Grawemeyer Award Winners Diana Hess and Paula McAvoy
Diana Hess and Paula McAvoy

Diana E. Hess and Paula McAvoy are sharing the Grawemeyer Award in Education. Dr. Hess holds the Karen A. Falk Distinguished Chair of Education and is the dean of the School of Education at the University of Wisconsin. Dr. McAvoy is the director of the Center for Ethics and Education at the University of Wisconsin-Madison. The colleagues were honored for their book The Political Classroom: Evidence and Ethics in Democratic Education (Routledge, 2014).

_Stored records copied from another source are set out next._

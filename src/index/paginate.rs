use super::PageOrder;
use crate::config::PaginationConfig;
use crate::error::Result;
use crate::store::{Entry, ItemStore, Sitemap};
use crate::util::absolute_url;
use std::ops::RangeInclusive;
use url::Url;

/// Read access to one sitemap split into fixed-size pages.
///
/// Pages are numbered from 1. In descending order the first page holds the
/// most recently positioned entries.
pub struct Paginator {
    items: ItemStore,
    sitemap: Sitemap,
    base_url: Url,
    page_size: usize,
    order: PageOrder,
}

impl Paginator {
    pub fn new(items: ItemStore, sitemap: Sitemap, base_url: Url, config: &PaginationConfig) -> Self {
        Self {
            items,
            sitemap,
            base_url,
            page_size: config.page_size.max(1),
            order: config.order,
        }
    }

    pub fn sitemap(&self) -> &Sitemap {
        &self.sitemap
    }

    pub fn pages(&self) -> RangeInclusive<usize> {
        let count = self.sitemap.item_count.max(0) as usize;
        1..=count.div_ceil(self.page_size)
    }

    /// Inclusive item index bounds of `page`, or `None` past the last page
    fn bounds(&self, page: usize) -> Option<(i64, i64)> {
        if !self.pages().contains(&page) {
            return None;
        }
        let size = self.page_size as i64;
        let offset = (page as i64 - 1) * size;
        match self.order {
            PageOrder::Ascending => Some((offset, offset + size - 1)),
            PageOrder::Descending => {
                let top = self.sitemap.last_item_index? - offset;
                Some(((top - size + 1).max(0), top))
            }
        }
    }

    pub async fn items(&self, page: usize) -> Result<Vec<Entry>> {
        let Some((low, high)) = self.bounds(page) else {
            return Ok(Vec::new());
        };
        match self.order {
            PageOrder::Ascending => self.items.items_from(self.sitemap.id, low, self.page_size, false).await,
            PageOrder::Descending => self.items.items_from(self.sitemap.id, high, self.page_size, true).await,
        }
    }

    /// Public URL of `page`; the first page carries no number
    pub fn url(&self, page: usize) -> String {
        let suffix = if page > 1 { page.to_string() } else { String::new() };
        absolute_url(
            &self.base_url,
            &format!("/{}-sitemap{}.xml", self.sitemap.name(), suffix),
        )
    }

    pub async fn last_modified(&self, page: usize) -> Result<Option<String>> {
        match self.bounds(page) {
            Some((low, high)) => self.items.max_last_modified(self.sitemap.id, low, high).await,
            None => Ok(None),
        }
    }
}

After serving as a high school social studies teacher. Professor Hess joined the faculty at the University of Wisconsin in 1999 as an assistant professor. She became dean of the School of Education in 2015. Dr. Hess is a graduate of Western Illinois University in Macomb. She holds a master’s degree from the University of Illinois and a doctoral degree from the University of Washington.

Before joining the staff at the Center for Ethics and Education in 2015, Dr. McAvoy was an assistant professor at Illinois State University. She is currently working on a new book about the history and aims of sex education in the United States. Dr. McAvoy is a graduate of the University of California, Davis, where she majored in international relations. She holds a master’s degree and a Ph.D. in educational policy studies from the University of Wisconsin.

Marsha Linehan
Marsha Linehan

Marsha Linehan, a professor of psychology at the University of Washington won the Grawemeyer Award for Psychology. Professor Linehan was honored for her introduction of dialectical behavior therapy to help patients with suicidal thoughts, borderline personality disorder, eating disorders, addition, post-traumatic distress disorder, and depression. Dr. Linehan stated: “At a young age, I vowed to get myself out of hell and then go back and get others out.”

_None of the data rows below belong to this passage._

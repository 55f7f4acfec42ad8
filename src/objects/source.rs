//! SQLite-backed host object source
//!
//! The host mirrors its documents, accounts and terms into the `host_*`
//! tables; the engine reads them through [`ObjectSource`].

use super::{Account, Document, ObjectSource, OrderBy, SortKey, Term};
use crate::error::Result;
use crate::util::{format_timestamp, parse_timestamp};
use async_trait::async_trait;
use chrono::{DateTime, Utc};
use sqlx::sqlite::{SqlitePool, SqliteRow};
use sqlx::{FromRow, QueryBuilder, Row, Sqlite};

/// Host objects stored next to the sitemap tables
#[derive(Clone)]
pub struct SqliteObjectSource {
    pool: SqlitePool,
}

fn decode_timestamp(row: &SqliteRow, column: &str) -> std::result::Result<DateTime<Utc>, sqlx::Error> {
    let raw: String = row.try_get(column)?;
    parse_timestamp(&raw).ok_or_else(|| sqlx::Error::ColumnDecode {
        index: column.to_string(),
        source: format!("invalid timestamp '{}'", raw).into(),
    })
}

fn decode_optional_timestamp(
    row: &SqliteRow,
    column: &str,
) -> std::result::Result<Option<DateTime<Utc>>, sqlx::Error> {
    let raw: Option<String> = row.try_get(column)?;
    match raw {
        Some(_) => decode_timestamp(row, column).map(Some),
        None => Ok(None),
    }
}

impl<'r> FromRow<'r, SqliteRow> for Document {
    fn from_row(row: &'r SqliteRow) -> std::result::Result<Self, sqlx::Error> {
        Ok(Self {
            id: row.try_get("id")?,
            kind: row.try_get("kind")?,
            status: row.try_get("status")?,
            author_id: row.try_get("author_id")?,
            modified: decode_timestamp(row, "modified")?,
            permalink: row.try_get("permalink")?,
        })
    }
}

impl<'r> FromRow<'r, SqliteRow> for Account {
    fn from_row(row: &'r SqliteRow) -> std::result::Result<Self, sqlx::Error> {
        Ok(Self {
            id: row.try_get("id")?,
            login: row.try_get("login")?,
            registered: decode_timestamp(row, "registered")?,
            modified: decode_optional_timestamp(row, "modified")?,
            published_posts: row.try_get("published_posts")?,
            permalink: row.try_get("permalink")?,
        })
    }
}

impl<'r> FromRow<'r, SqliteRow> for Term {
    fn from_row(row: &'r SqliteRow) -> std::result::Result<Self, sqlx::Error> {
        Ok(Self {
            term_taxonomy_id: row.try_get("term_taxonomy_id")?,
            term_id: row.try_get("term_id")?,
            taxonomy: row.try_get("taxonomy")?,
            count: row.try_get("count")?,
            permalink: row.try_get("permalink")?,
            last_modified: decode_optional_timestamp(row, "last_modified")?,
            last_modified_object_id: row.try_get("last_modified_object_id")?,
        })
    }
}

/// How the keyset cursor compares against a column
#[derive(Clone, Copy)]
enum Keyset<'a> {
    /// Only the id column orders the rows
    IdOnly,
    Text(&'a str),
    Integer(&'a str),
}

/// Append `AND <after cursor>` plus the ORDER BY / LIMIT tail.
fn push_keyset(
    qb: &mut QueryBuilder<'_, Sqlite>,
    keyset: Keyset<'_>,
    id_column: &str,
    after: Option<&SortKey>,
    limit: usize,
) {
    if let Some(after) = after {
        match keyset {
            Keyset::IdOnly => {
                qb.push(format!(" AND {} > ", id_column)).push_bind(after.id);
            }
            Keyset::Text(column) => {
                qb.push(format!(" AND ({} > ", column))
                    .push_bind(after.value.clone())
                    .push(format!(" OR ({} = ", column))
                    .push_bind(after.value.clone())
                    .push(format!(" AND {} > ", id_column))
                    .push_bind(after.id)
                    .push("))");
            }
            Keyset::Integer(column) => {
                let value = after.integer_value().unwrap_or(0);
                qb.push(format!(" AND ({} > ", column))
                    .push_bind(value)
                    .push(format!(" OR ({} = ", column))
                    .push_bind(value)
                    .push(format!(" AND {} > ", id_column))
                    .push_bind(after.id)
                    .push("))");
            }
        }
    }

    match keyset {
        Keyset::IdOnly => qb.push(format!(" ORDER BY {}", id_column)),
        Keyset::Text(column) | Keyset::Integer(column) => {
            qb.push(format!(" ORDER BY {}, {}", column, id_column))
        }
    };
    qb.push(" LIMIT ").push_bind(limit as i64);
}

impl SqliteObjectSource {
    pub fn new(pool: SqlitePool) -> Self {
        Self { pool }
    }

    // ===== Host Mirror Writes =====

    pub async fn upsert_document(&self, document: &Document) -> Result<()> {
        sqlx::query(
            r#"
            INSERT INTO host_documents (id, kind, status, author_id, modified, permalink)
            VALUES (?, ?, ?, ?, ?, ?)
            ON CONFLICT(id) DO UPDATE SET
                kind = excluded.kind,
                status = excluded.status,
                author_id = excluded.author_id,
                modified = excluded.modified,
                permalink = excluded.permalink
            "#,
        )
        .bind(document.id)
        .bind(&document.kind)
        .bind(&document.status)
        .bind(document.author_id)
        .bind(format_timestamp(&document.modified))
        .bind(&document.permalink)
        .execute(&self.pool)
        .await?;
        Ok(())
    }

    pub async fn delete_document(&self, id: i64) -> Result<()> {
        sqlx::query("DELETE FROM host_documents WHERE id = ?")
            .bind(id)
            .execute(&self.pool)
            .await?;
        Ok(())
    }

    pub async fn upsert_account(&self, account: &Account) -> Result<()> {
        sqlx::query(
            r#"
            INSERT INTO host_accounts (id, login, registered, modified, published_posts, permalink)
            VALUES (?, ?, ?, ?, ?, ?)
            ON CONFLICT(id) DO UPDATE SET
                login = excluded.login,
                registered = excluded.registered,
                modified = excluded.modified,
                published_posts = excluded.published_posts,
                permalink = excluded.permalink
            "#,
        )
        .bind(account.id)
        .bind(&account.login)
        .bind(format_timestamp(&account.registered))
        .bind(account.modified.as_ref().map(format_timestamp))
        .bind(account.published_posts)
        .bind(&account.permalink)
        .execute(&self.pool)
        .await?;
        Ok(())
    }

    pub async fn delete_account(&self, id: i64) -> Result<()> {
        sqlx::query("DELETE FROM host_accounts WHERE id = ?")
            .bind(id)
            .execute(&self.pool)
            .await?;
        Ok(())
    }

    pub async fn upsert_term(&self, term: &Term) -> Result<()> {
        sqlx::query(
            r#"
            INSERT INTO host_terms
                (term_taxonomy_id, term_id, taxonomy, count, permalink, last_modified, last_modified_object_id)
            VALUES (?, ?, ?, ?, ?, ?, ?)
            ON CONFLICT(term_taxonomy_id) DO UPDATE SET
                term_id = excluded.term_id,
                taxonomy = excluded.taxonomy,
                count = excluded.count,
                permalink = excluded.permalink,
                last_modified = excluded.last_modified,
                last_modified_object_id = excluded.last_modified_object_id
            "#,
        )
        .bind(term.term_taxonomy_id)
        .bind(term.term_id)
        .bind(&term.taxonomy)
        .bind(term.count)
        .bind(&term.permalink)
        .bind(term.last_modified.as_ref().map(format_timestamp))
        .bind(term.last_modified_object_id)
        .execute(&self.pool)
        .await?;
        Ok(())
    }

    pub async fn delete_term(&self, term_taxonomy_id: i64) -> Result<()> {
        sqlx::query("DELETE FROM host_terms WHERE term_taxonomy_id = ?")
            .bind(term_taxonomy_id)
            .execute(&self.pool)
            .await?;
        Ok(())
    }

    async fn fetch_by_ids<O>(&self, table: &str, id_column: &str, ids: &[i64]) -> Result<Vec<O>>
    where
        O: for<'r> FromRow<'r, SqliteRow> + Send + Unpin,
    {
        if ids.is_empty() {
            return Ok(Vec::new());
        }

        let mut qb = QueryBuilder::<Sqlite>::new(format!(
            "SELECT * FROM {} WHERE {} IN (",
            table, id_column
        ));
        let mut separated = qb.separated(", ");
        for id in ids {
            separated.push_bind(*id);
        }
        separated.push_unseparated(")");

        let rows = qb.build_query_as::<O>().fetch_all(&self.pool).await?;
        Ok(rows)
    }
}

#[async_trait]
impl ObjectSource<Document> for SqliteObjectSource {
    async fn get(&self, object_id: i64) -> Result<Option<Document>> {
        let document = sqlx::query_as::<_, Document>("SELECT * FROM host_documents WHERE id = ?")
            .bind(object_id)
            .fetch_optional(&self.pool)
            .await?;
        Ok(document)
    }

    async fn get_many(&self, object_ids: &[i64]) -> Result<Vec<Document>> {
        self.fetch_by_ids("host_documents", "id", object_ids).await
    }

    async fn list(
        &self,
        subtype: Option<&str>,
        order_by: OrderBy,
        after: Option<&SortKey>,
        limit: usize,
    ) -> Result<Vec<Document>> {
        let mut qb = QueryBuilder::<Sqlite>::new("SELECT * FROM host_documents WHERE 1 = 1");
        if let Some(kind) = subtype {
            qb.push(" AND kind = ").push_bind(kind.to_string());
        }
        let keyset = match order_by {
            OrderBy::Modified => Keyset::Text("modified"),
            _ => Keyset::IdOnly,
        };
        push_keyset(&mut qb, keyset, "id", after, limit);

        let documents = qb.build_query_as::<Document>().fetch_all(&self.pool).await?;
        Ok(documents)
    }
}

#[async_trait]
impl ObjectSource<Account> for SqliteObjectSource {
    async fn get(&self, object_id: i64) -> Result<Option<Account>> {
        let account = sqlx::query_as::<_, Account>("SELECT * FROM host_accounts WHERE id = ?")
            .bind(object_id)
            .fetch_optional(&self.pool)
            .await?;
        Ok(account)
    }

    async fn get_many(&self, object_ids: &[i64]) -> Result<Vec<Account>> {
        self.fetch_by_ids("host_accounts", "id", object_ids).await
    }

    async fn list(
        &self,
        _subtype: Option<&str>,
        order_by: OrderBy,
        after: Option<&SortKey>,
        limit: usize,
    ) -> Result<Vec<Account>> {
        let mut qb = QueryBuilder::<Sqlite>::new("SELECT * FROM host_accounts WHERE 1 = 1");
        let keyset = match order_by {
            OrderBy::Registered => Keyset::Text("registered"),
            OrderBy::Login => Keyset::Text("login"),
            _ => Keyset::IdOnly,
        };
        push_keyset(&mut qb, keyset, "id", after, limit);

        let accounts = qb.build_query_as::<Account>().fetch_all(&self.pool).await?;
        Ok(accounts)
    }
}

#[async_trait]
impl ObjectSource<Term> for SqliteObjectSource {
    async fn get(&self, object_id: i64) -> Result<Option<Term>> {
        let term = sqlx::query_as::<_, Term>("SELECT * FROM host_terms WHERE term_taxonomy_id = ?")
            .bind(object_id)
            .fetch_optional(&self.pool)
            .await?;
        Ok(term)
    }

    async fn get_many(&self, object_ids: &[i64]) -> Result<Vec<Term>> {
        self.fetch_by_ids("host_terms", "term_taxonomy_id", object_ids)
            .await
    }

    async fn list(
        &self,
        subtype: Option<&str>,
        order_by: OrderBy,
        after: Option<&SortKey>,
        limit: usize,
    ) -> Result<Vec<Term>> {
        let mut qb = QueryBuilder::<Sqlite>::new("SELECT * FROM host_terms WHERE 1 = 1");
        if let Some(taxonomy) = subtype {
            qb.push(" AND taxonomy = ").push_bind(taxonomy.to_string());
        }
        let keyset = match order_by {
            OrderBy::TermId => Keyset::Integer("term_id"),
            _ => Keyset::IdOnly,
        };
        push_keyset(&mut qb, keyset, "term_taxonomy_id", after, limit);

        let terms = qb.build_query_as::<Term>().fetch_all(&self.pool).await?;
        Ok(terms)
    }
}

Professor Linehan has been on the faculty at the University of Washington since 1977. She is the author or co-author of seven books including the DBT Skills Training Manual (Guilford Press, 2nd edition, 2014). Professor Linehan is the founder of the nonprofit Linehan Institute, Behavioral Tech, a training and consulting company, and Behavioral Tech Research. A native of Tulsa, Oklahoma, Dr. Linehan holds bachelor’s, master’s, and doctoral degrees from Loyola University in Chicago.

Dana Burde
Dana Burde

Dana Burde, an associate professor in the Steinhardt School of Culture, Education and Human Development at New York University, won the Grawemeyer Award for Ideas Improving World Order. Dr. Burde was honored for her book Schools for Conflict or for Peace in Afghanistan (Columbia University Press, 2014). Her book was based on eight years of field research in Afghanistan and Pakistan.

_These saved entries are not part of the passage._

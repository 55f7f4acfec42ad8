//! Job queue commands

use crate::engine::Sitemaps;
use crate::error::Result;
use crate::objects::ObjectType;
use crate::provider::JobRunReport;

pub async fn cmd_run_jobs(
    engine: &Sitemaps,
    object_type: Option<ObjectType>,
    subtypes: Option<&[String]>,
) -> Result<Vec<JobRunReport>> {
    engine.run_jobs(object_type, subtypes).await
}

/// Queue a full reindex; `false` when one is already pending
pub async fn cmd_schedule_reindex(
    engine: &Sitemaps,
    object_type: ObjectType,
    subtype: Option<&str>,
) -> Result<bool> {
    engine.schedule_full_reindex(object_type, subtype).await
}

pub fn print_job_reports(reports: &[JobRunReport]) {
    if reports.is_empty() {
        println!("No sitemaps to process.");
        return;
    }

    println!("\n⚙️  Job run\n");
    for report in reports {
        let name = report.subtype.as_deref().unwrap_or("(all)");
        if let Some(error) = &report.error {
            println!("  ✗ {} {}: {}", report.object_type, name, error);
        } else if report.busy {
            println!("  … {} {}: busy, skipped", report.object_type, name);
        } else {
            println!("  ✓ {} {}: {} jobs", report.object_type, name, report.jobs_run);
        }
    }
}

Before joining the faculty at NYU, Dr. Burde was an associate research scholar/postdoctoral fellow at Columbia University’s Saltzman Institute of War and Peace Studies. She is a graduate of Oberlin College in Ohio, where she majored in English literature. She holds a master’s degree in international education from Harvard University and a Ph.D. in comparative education and political science from Columbia University.